A follow up from me about this topic. I'm seeing good results from using a protein powder during weeks that I'm training more intensely. I've been working on getting faster on a 2+ mile road climb with a 1000 feet of elevation gain. As the climb has some short stretches with 15-20% grades, improved strength is probably helpful in getting faster on this climb. Over the past two months, I've noticed that my times on the climb have been steadily improving and I've been feeling strong.


----------



## Cerberus75 (Oct 20, 2015)

I've been using True Nutrition protein and EAAs for over a decade. They sell direct. And are suppliers to a lot of other companies. All natural and if you find it cheaper it probably has fillers and doesn't meet lable claims if tested. You can custom blend protein types and flavors.


----------



## theMeat (Jan 5, 2010)

Didn’t read the entire thread, sorry if I’m repeating info...
Best to take in some protein every three hours. Whey protein gets absorbed quickly. Best right after work out, and when you wake. Casein proteins best before bed, they will digest and get absorbed slower. 
Keeping a flow of protein will definitely help with recovery


----------



## Radium (Jan 11, 2019)

As a recovering muscle-head after 50 years of getting pumped up, I still feel the need for extra high efficiency protein as a supplement to my daily diet. I've been using a protein powder from NZ, that contains several forms of whey protein, casein, and egg protein without a lot of carbs or fat calories. The latter two are easy to get for me, just go down to the burger joint and have burger and some fries. 
I usually take between 1 and 2 scoops which gives me a supplement of extremely absorbable protein in the 25-45 gram-range. 
Fav. flavor is their "Vanilla Ice Cream" because it blends in with ANYTHING. Juice, water, any type of milk, it makes anything taste good.


----------



## slowrider (May 15, 2004)

*Muscleheads? I've been called worse*

Whey isolate, Branch chain amino acids and glutamine works wonders.


----------



## tomboyjr (Jul 16, 2009)

Sorry if I didnt read all the answers. And, my comment isnt about recovery, well sort of.
I would cramp during a ride, all the time. And usually at the 2 hour mark. Like clockwork. I tied bananas, magnesium, all the standard cures and nothing worked. 
I started using 'Accelerade' in my hydration pack, which is more protein based than most of the energy mixes which are more carbs.
It didnt make the cramping go away completely, but has helped more than anything else I have tried. I can do 3-4 hour rides without cramping now.


----------



## hardmtnbiker (Feb 22, 2005)

Here is my recipe for smoothies 



I'm not needing to loose weight but I ride my bikes daily and stay on a strict clean diet so I do feel the need to supplement protein.

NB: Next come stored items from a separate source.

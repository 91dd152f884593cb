//! CSV writer with a header row.

use std::io::Write;

use shelf_core::model::EnrichedProduct;

use crate::error::Result;
use crate::writers::RowRecord;

pub struct CsvWriter<W: Write> {
    writer: csv::Writer<W>,
}

impl<W: Write> CsvWriter<W> {
    pub fn to_writer(writer: W) -> Self {
        Self {
            writer: csv::Writer::from_writer(writer),
        }
    }

    /// The header is written even for an empty result.
    pub fn write_rows(mut self, rows: &[EnrichedProduct]) -> Result<()> {
        if rows.is_empty() {
            self.writer
                .write_record(["id", "product", "category", "icon", "user", "sex"])?;
        }
        for row in rows {
            self.writer.serialize(RowRecord::from(row))?;
        }
        self.writer.flush()?;
        Ok(())
    }
}
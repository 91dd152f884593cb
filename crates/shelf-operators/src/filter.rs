//! Filter stages. Each keeps a subsequence of its input in input order.

use shelf_core::id::CategoryId;
use shelf_core::model::{Category, EnrichedProduct, User};
use shelf_core::query::OwnerFilter;

use crate::traits::Stage;

fn retain(
    mut rows: Vec<EnrichedProduct>,
    keep: impl FnMut(&EnrichedProduct) -> bool,
) -> Vec<EnrichedProduct> {
    rows.retain(keep);
    rows
}

/// Keeps products whose category is owned by `owner`.
#[derive(Debug, Clone)]
pub struct OwnerStage {
    pub owner: User,
}

impl OwnerStage {
    /// `None` for `OwnerFilter::All`, which plans no stage.
    pub fn from_filter(filter: &OwnerFilter) -> Option<Self> {
        match filter {
            OwnerFilter::All => None,
            OwnerFilter::Owner(user) => Some(Self {
                owner: user.clone(),
            }),
        }
    }
}

impl Stage for OwnerStage {
    fn name(&self) -> &'static str {
        "owner"
    }

    fn describe(&self) -> String {
        format!("owner == {} ({})", self.owner.name, self.owner.id)
    }

    fn eval(&self, rows: Vec<EnrichedProduct>) -> Vec<EnrichedProduct> {
        let filter = OwnerFilter::Owner(self.owner.clone());
        retain(rows, |p| filter.matches(p))
    }
}

/// Case-insensitive substring match on the trimmed product name.
#[derive(Debug, Clone)]
pub struct TextStage {
    /// Already trimmed and lowercased.
    pub needle: String,
}

impl TextStage {
    pub fn new(query: &str) -> Self {
        Self {
            needle: query.trim().to_lowercase(),
        }
    }
}

impl Stage for TextStage {
    fn name(&self) -> &'static str {
        "text"
    }

    fn describe(&self) -> String {
        format!("name contains {:?}", self.needle)
    }

    fn eval(&self, rows: Vec<EnrichedProduct>) -> Vec<EnrichedProduct> {
        retain(rows, |p| {
            p.name.trim().to_lowercase().contains(self.needle.as_str())
        })
    }
}

/// Keeps products in any of the active categories.
#[derive(Debug, Clone)]
pub struct CategoryStage {
    pub ids: Vec<CategoryId>,
}

impl CategoryStage {
    pub fn new(active: &[Category]) -> Self {
        Self {
            ids: active.iter().map(|c| c.id).collect(),
        }
    }
}

impl Stage for CategoryStage {
    fn name(&self) -> &'static str {
        "category"
    }

    fn describe(&self) -> String {
        let ids: Vec<String> = self.ids.iter().map(|id| id.get().to_string()).collect();
        format!("category in [{}]", ids.join(", "))
    }

    fn eval(&self, rows: Vec<EnrichedProduct>) -> Vec<EnrichedProduct> {
        retain(rows, |p| self.ids.contains(&p.category_id))
    }
}

#[cfg(test)]
mod tests {
    use super::*;
    use shelf_core::model::Sex;

    fn row(id: u64, name: &str, category: &Category, user: &User) -> EnrichedProduct {
        EnrichedProduct {
            id: shelf_core::id::ProductId::new(id),
            name: name.to_string(),
            category_id: category.id,
            category: category.clone(),
            user: user.clone(),
        }
    }

    fn rows() -> Vec<EnrichedProduct> {
        let alice = User::new(1, "Alice", Sex::F);
        let bob = User::new(2, "Bob", Sex::M);
        let dairy = Category::new(1, "Dairy", "🥛", 1);
        let bakery = Category::new(2, "Bakery", "🍞", 2);
        vec![
            row(1, "  Milk ", &dairy, &alice),
            row(2, "Bread", &bakery, &bob),
            row(3, "Buttermilk", &dairy, &alice),
            row(4, "Bagel", &bakery, &bob),
        ]
    }

    fn ids(rows: &[EnrichedProduct]) -> Vec<u64> {
        rows.iter().map(|p| p.id.get()).collect()
    }

    #[test]
    fn owner_stage_matches_category_owner() {
        let stage = OwnerStage {
            owner: User::new(2, "Bob", Sex::M),
        };
        assert_eq!(ids(&stage.eval(rows())), vec![2, 4]);
    }

    #[test]
    fn text_stage_trims_and_folds_case() {
        let stage = TextStage::new("  MILK ");
        assert_eq!(ids(&stage.eval(rows())), vec![1, 3]);
    }

    #[test]
    fn category_stage_is_an_or_over_the_set() {
        let stage = CategoryStage::new(&[
            Category::new(2, "Bakery", "🍞", 2),
            Category::new(7, "Unused", "", 1),
        ]);
        assert_eq!(ids(&stage.eval(rows())), vec![2, 4]);
        assert_eq!(stage.describe(), "category in [2, 7]");
    }
}
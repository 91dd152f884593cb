use thiserror::Error;

/// Result type local to shelf-io.
pub type Result<T> = std::result::Result<T, Error>;

#[derive(Debug, Error)]
pub enum Error {
    #[error("i/o error on '{path}': {source}")]
    Io {
        path: String,
        #[source]
        source: std::io::Error,
    },

    #[error("write error: {0}")]
    Write(#[from] std::io::Error),

    #[error("invalid JSON in '{path}': {source}")]
    Json {
        path: String,
        #[source]
        source: serde_json::Error,
    },

    #[error("serialization error: {0}")]
    Serialize(#[from] serde_json::Error),

    #[error("csv error: {0}")]
    Csv(#[from] csv::Error),
}
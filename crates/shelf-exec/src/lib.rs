#![forbid(unsafe_code)]
//! shelf-exec: the session that sits between interaction events and the
//! pipeline.
//!
//! A `Session` owns the joined catalog, the collation, and the mutable
//! `ViewState`. Events mutate the state one at a time; every render rebuilds
//! a `QuerySpec` from it and reruns `prepare_products` over the full catalog.

pub mod session;

pub use session::{Event, ExecError, PanelView, Session, View, ViewState};
//! Logging setup for the `shelf` binary.
//!
//! Logs go to stderr so table/JSONL/CSV output on stdout stays clean.

use tracing_subscriber::EnvFilter;

/// Level used when neither `SHELF_LOG` nor `RUST_LOG` is set.
pub fn level_for(verbose: u8) -> &'static str {
    match verbose {
        0 => "warn",
        1 => "info",
        2 => "debug",
        _ => "trace",
    }
}

pub fn init_logging(verbose: u8) {
    let filter = EnvFilter::try_from_env("SHELF_LOG")
        .or_else(|_| EnvFilter::try_from_default_env())
        .unwrap_or_else(|_| EnvFilter::new(level_for(verbose)));

    tracing_subscriber::fmt()
        .with_env_filter(filter)
        .with_writer(std::io::stderr)
        .with_target(verbose >= 2)
        .init();

    tracing::debug!(verbose, "logging initialized");
}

I also feel like the mushroom supplements are very helpful so I'm using those too.


----------



## MSU Alum (Aug 8, 2009)

Post ride, hydration and carbs are key!


----------



## J.B. Weld (Aug 13, 2012)

MSU Alum said:


> Post ride, hydration and carbs are key!
> View attachment 1983793




I get your drift but sub-optimal for recovery & weight loss 🙃


----------



## MSU Alum (Aug 8, 2009)

J.B. Weld said:


> I get your drift but sub-optimal for recovery & weight loss 🙃


That's true, but man does not live by whey alone.


----------



## J.B. Weld (Aug 13, 2012)

MSU Alum said:


> That's true, but man does not live by whey alone.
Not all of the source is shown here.